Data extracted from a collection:
● ● ● ● ●

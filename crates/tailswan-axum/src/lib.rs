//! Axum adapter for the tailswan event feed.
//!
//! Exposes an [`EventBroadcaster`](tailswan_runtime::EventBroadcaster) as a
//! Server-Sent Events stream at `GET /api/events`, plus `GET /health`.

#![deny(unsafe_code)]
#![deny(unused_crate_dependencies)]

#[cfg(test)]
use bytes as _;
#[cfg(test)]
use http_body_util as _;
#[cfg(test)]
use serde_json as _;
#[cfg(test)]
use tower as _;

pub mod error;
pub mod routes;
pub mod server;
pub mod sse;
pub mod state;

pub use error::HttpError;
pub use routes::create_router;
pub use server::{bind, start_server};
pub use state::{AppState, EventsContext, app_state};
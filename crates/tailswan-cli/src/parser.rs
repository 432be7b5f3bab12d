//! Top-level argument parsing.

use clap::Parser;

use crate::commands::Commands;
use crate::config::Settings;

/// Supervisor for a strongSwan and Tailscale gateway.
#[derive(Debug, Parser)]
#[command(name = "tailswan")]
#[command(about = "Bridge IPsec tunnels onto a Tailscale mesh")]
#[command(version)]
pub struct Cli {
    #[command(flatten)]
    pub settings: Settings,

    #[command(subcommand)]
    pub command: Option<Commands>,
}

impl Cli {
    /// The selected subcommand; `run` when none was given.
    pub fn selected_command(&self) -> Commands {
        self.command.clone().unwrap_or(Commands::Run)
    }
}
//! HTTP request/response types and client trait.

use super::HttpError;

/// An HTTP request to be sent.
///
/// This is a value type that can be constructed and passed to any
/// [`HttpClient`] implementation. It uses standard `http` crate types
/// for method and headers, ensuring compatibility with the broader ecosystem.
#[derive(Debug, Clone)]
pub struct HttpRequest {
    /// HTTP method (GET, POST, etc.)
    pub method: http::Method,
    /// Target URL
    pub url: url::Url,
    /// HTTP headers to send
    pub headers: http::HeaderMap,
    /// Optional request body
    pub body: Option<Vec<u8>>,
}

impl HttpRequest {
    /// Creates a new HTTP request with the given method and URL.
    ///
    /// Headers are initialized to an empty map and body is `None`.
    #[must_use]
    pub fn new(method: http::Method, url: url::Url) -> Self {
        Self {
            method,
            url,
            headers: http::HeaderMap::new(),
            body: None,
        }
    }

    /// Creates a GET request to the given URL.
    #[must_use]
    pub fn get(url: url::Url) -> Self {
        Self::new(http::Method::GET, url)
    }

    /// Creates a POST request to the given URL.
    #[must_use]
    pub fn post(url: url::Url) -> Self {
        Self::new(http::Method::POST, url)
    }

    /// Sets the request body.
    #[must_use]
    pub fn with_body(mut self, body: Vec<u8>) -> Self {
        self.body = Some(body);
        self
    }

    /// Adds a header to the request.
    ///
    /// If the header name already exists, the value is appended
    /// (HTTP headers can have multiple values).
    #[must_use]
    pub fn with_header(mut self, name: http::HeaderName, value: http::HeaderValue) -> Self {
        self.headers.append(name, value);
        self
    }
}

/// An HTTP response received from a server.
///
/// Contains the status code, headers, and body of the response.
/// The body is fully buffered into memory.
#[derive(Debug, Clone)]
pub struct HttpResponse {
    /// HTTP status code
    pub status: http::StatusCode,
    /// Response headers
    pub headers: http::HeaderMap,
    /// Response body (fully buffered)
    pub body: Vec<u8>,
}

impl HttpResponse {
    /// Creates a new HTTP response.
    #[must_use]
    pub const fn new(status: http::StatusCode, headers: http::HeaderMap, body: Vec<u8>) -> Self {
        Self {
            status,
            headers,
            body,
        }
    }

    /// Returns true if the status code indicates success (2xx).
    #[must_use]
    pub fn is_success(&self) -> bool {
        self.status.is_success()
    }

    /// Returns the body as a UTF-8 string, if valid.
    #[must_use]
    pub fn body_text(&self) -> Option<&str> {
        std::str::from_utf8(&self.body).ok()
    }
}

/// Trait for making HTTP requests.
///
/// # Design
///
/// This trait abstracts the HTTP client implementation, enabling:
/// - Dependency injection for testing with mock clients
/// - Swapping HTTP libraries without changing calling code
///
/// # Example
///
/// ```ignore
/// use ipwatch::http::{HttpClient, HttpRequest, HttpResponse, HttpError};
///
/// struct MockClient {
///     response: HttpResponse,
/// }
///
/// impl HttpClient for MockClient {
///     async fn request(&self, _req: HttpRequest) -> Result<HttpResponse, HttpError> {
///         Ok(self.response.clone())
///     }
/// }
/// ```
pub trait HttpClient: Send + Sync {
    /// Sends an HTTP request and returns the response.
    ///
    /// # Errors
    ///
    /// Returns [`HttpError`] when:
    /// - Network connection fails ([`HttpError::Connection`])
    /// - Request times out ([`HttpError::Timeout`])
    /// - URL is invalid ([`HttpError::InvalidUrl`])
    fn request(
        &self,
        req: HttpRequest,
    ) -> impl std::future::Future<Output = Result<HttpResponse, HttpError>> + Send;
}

● ● ● ● ●

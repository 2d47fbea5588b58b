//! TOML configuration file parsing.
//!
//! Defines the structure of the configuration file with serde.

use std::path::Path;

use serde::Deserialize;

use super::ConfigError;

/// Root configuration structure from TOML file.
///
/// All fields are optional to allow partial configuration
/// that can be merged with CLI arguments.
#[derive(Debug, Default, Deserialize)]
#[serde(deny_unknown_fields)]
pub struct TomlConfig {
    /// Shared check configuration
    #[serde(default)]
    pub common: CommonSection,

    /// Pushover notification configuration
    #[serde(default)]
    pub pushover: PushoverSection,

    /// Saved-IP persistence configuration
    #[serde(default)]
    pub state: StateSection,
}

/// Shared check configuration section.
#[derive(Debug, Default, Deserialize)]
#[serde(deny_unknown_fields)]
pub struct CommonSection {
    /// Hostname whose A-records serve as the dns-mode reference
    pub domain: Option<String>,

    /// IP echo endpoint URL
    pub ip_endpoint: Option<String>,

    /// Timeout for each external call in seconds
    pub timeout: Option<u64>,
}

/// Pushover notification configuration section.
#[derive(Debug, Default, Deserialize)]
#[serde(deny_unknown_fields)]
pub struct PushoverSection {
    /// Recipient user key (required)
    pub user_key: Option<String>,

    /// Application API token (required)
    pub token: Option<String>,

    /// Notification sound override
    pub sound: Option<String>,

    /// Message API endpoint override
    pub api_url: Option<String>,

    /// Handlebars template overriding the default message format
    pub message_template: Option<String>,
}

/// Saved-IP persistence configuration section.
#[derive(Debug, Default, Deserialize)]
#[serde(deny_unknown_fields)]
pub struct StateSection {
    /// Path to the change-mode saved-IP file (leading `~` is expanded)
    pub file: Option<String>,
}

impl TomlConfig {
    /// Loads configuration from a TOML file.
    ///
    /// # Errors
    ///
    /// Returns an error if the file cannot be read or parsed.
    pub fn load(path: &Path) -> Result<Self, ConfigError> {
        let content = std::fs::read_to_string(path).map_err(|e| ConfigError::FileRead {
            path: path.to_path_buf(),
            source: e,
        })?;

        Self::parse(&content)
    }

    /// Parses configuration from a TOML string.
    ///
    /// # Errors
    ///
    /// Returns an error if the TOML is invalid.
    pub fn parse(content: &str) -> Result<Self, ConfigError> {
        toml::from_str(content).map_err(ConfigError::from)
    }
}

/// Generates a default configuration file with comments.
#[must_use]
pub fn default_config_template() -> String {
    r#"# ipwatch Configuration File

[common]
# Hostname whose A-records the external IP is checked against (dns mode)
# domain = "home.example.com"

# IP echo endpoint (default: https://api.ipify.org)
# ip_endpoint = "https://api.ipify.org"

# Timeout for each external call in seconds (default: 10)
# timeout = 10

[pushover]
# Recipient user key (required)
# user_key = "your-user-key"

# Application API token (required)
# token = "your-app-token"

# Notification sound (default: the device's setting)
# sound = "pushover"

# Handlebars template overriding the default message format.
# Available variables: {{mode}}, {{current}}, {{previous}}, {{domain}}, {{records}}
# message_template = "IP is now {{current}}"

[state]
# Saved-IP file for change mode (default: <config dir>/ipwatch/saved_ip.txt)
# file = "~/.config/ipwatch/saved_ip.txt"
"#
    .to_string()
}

● ● ● ● ●

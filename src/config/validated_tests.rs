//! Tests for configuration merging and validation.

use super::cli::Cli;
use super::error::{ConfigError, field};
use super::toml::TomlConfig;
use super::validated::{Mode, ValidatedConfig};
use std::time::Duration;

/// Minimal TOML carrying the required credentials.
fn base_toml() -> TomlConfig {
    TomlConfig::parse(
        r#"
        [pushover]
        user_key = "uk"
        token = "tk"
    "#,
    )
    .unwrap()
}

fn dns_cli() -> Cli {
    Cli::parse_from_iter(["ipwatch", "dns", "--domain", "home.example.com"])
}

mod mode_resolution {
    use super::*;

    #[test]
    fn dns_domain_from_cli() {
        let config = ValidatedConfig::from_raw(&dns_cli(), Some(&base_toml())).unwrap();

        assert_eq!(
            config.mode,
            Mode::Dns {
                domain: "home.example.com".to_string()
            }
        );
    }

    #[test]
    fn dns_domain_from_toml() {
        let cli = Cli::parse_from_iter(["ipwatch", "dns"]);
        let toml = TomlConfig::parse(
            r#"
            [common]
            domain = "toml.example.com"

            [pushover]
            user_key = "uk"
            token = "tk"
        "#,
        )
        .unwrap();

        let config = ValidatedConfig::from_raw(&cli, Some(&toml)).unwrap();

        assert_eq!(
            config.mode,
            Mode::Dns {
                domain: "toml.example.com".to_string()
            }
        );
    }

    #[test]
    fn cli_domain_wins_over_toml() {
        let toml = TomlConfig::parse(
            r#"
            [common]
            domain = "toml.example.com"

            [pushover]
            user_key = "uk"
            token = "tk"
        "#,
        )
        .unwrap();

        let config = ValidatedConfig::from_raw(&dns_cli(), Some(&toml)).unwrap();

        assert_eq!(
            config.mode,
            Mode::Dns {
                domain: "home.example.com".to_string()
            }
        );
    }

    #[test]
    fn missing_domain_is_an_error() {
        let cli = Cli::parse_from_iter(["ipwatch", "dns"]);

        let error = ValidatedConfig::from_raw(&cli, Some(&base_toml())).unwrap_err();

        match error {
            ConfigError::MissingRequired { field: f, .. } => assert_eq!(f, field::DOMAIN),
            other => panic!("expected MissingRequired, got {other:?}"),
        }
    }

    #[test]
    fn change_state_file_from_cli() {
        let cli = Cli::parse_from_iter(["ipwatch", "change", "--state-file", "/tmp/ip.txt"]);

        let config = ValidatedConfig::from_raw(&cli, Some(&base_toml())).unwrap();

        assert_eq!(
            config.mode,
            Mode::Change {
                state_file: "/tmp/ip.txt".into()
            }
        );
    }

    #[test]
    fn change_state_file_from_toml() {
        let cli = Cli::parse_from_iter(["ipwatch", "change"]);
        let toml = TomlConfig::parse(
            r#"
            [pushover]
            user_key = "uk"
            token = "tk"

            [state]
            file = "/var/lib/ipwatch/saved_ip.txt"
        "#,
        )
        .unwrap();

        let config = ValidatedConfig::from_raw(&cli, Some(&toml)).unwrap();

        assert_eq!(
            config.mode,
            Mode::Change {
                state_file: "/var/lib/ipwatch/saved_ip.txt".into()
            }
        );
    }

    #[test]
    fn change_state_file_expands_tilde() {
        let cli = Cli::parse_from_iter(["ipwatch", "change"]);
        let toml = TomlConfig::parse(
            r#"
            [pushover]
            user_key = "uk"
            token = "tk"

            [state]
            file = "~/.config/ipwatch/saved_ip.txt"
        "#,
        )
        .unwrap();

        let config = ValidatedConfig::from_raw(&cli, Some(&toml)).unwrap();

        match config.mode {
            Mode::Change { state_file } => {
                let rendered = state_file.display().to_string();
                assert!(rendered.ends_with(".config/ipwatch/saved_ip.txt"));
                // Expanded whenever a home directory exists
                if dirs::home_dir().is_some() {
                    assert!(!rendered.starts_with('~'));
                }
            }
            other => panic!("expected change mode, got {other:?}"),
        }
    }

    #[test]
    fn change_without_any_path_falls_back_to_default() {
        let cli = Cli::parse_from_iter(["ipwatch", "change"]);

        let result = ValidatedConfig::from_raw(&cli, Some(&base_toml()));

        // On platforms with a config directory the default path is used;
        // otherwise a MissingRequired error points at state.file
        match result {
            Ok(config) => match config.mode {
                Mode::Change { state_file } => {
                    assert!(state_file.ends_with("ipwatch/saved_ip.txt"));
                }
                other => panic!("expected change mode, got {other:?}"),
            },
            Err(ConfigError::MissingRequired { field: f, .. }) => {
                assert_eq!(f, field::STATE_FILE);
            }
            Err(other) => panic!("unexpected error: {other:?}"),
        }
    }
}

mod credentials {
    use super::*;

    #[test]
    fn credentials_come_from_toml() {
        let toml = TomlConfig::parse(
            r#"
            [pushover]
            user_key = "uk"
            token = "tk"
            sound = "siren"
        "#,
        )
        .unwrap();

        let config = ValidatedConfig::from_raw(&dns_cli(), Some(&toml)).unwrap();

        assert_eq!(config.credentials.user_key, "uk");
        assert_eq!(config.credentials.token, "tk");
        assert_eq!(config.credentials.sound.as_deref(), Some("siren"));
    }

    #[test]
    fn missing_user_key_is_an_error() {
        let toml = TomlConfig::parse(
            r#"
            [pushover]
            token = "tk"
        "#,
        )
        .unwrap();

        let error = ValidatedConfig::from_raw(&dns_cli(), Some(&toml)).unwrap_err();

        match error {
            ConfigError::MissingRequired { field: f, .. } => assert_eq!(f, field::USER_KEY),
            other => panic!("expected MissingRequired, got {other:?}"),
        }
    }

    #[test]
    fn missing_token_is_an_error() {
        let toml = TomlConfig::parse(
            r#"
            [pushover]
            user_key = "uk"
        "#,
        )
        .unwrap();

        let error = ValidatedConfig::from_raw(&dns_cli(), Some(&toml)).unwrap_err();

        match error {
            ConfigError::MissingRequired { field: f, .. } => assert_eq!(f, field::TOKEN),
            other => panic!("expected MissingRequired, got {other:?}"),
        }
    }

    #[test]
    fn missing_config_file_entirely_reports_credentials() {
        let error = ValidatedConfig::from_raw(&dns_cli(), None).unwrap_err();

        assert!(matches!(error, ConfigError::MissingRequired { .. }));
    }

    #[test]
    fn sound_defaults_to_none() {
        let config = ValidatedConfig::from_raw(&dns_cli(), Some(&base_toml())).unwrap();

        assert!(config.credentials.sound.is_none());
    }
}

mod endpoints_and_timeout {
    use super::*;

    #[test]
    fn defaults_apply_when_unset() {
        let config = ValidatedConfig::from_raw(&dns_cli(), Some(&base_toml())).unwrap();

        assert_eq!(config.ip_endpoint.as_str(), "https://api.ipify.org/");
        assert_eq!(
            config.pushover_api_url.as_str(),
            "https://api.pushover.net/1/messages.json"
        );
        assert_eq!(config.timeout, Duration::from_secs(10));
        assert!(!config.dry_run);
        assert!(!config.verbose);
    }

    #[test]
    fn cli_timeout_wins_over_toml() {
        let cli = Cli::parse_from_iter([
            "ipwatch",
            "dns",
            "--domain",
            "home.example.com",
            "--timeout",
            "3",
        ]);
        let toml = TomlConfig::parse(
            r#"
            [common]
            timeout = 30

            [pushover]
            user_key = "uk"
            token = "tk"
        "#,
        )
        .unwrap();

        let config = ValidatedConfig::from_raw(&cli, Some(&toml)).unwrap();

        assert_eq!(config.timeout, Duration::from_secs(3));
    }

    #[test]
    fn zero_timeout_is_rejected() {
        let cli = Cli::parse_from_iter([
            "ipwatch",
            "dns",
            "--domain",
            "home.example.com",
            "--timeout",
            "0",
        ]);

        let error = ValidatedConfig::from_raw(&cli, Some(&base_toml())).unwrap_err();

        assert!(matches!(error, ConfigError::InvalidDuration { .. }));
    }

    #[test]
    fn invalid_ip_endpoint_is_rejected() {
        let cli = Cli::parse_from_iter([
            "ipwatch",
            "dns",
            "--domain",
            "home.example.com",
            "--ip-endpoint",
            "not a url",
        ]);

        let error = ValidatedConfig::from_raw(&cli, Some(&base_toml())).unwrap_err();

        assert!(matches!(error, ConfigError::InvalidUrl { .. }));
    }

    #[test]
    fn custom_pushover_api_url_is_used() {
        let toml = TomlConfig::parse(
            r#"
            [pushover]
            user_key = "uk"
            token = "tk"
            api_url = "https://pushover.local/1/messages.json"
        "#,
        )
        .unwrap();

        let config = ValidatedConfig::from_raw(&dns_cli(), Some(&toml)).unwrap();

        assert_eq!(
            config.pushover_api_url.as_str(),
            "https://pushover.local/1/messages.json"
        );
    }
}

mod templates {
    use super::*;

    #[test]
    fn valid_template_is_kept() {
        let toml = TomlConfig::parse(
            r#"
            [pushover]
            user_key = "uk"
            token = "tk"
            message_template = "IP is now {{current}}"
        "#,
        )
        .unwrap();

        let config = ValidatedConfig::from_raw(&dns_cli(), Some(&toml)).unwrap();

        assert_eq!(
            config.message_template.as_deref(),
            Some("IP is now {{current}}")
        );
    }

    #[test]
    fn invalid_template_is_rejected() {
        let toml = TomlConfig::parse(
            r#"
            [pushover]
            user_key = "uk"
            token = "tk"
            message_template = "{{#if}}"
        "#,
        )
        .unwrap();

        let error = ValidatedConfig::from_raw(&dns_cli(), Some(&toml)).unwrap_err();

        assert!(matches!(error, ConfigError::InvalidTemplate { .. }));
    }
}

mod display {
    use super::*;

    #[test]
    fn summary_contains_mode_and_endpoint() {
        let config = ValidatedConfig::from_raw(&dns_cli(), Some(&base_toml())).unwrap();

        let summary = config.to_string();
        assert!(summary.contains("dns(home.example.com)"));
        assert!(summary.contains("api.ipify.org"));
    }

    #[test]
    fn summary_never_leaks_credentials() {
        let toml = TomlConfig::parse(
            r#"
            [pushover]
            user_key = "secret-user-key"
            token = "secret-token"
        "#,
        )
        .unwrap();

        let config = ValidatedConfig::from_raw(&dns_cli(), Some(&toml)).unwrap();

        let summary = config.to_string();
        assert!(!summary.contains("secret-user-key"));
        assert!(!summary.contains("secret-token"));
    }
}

● ● ● ● ●

**Description of the task:** Look through the data and show every line containing "Creates".

**Task solution:**
    /// Creates a new HTTP request with the given method and URL.
    /// Creates a GET request to the given URL.
    /// Creates a POST request to the given URL.
    /// Creates a new HTTP response.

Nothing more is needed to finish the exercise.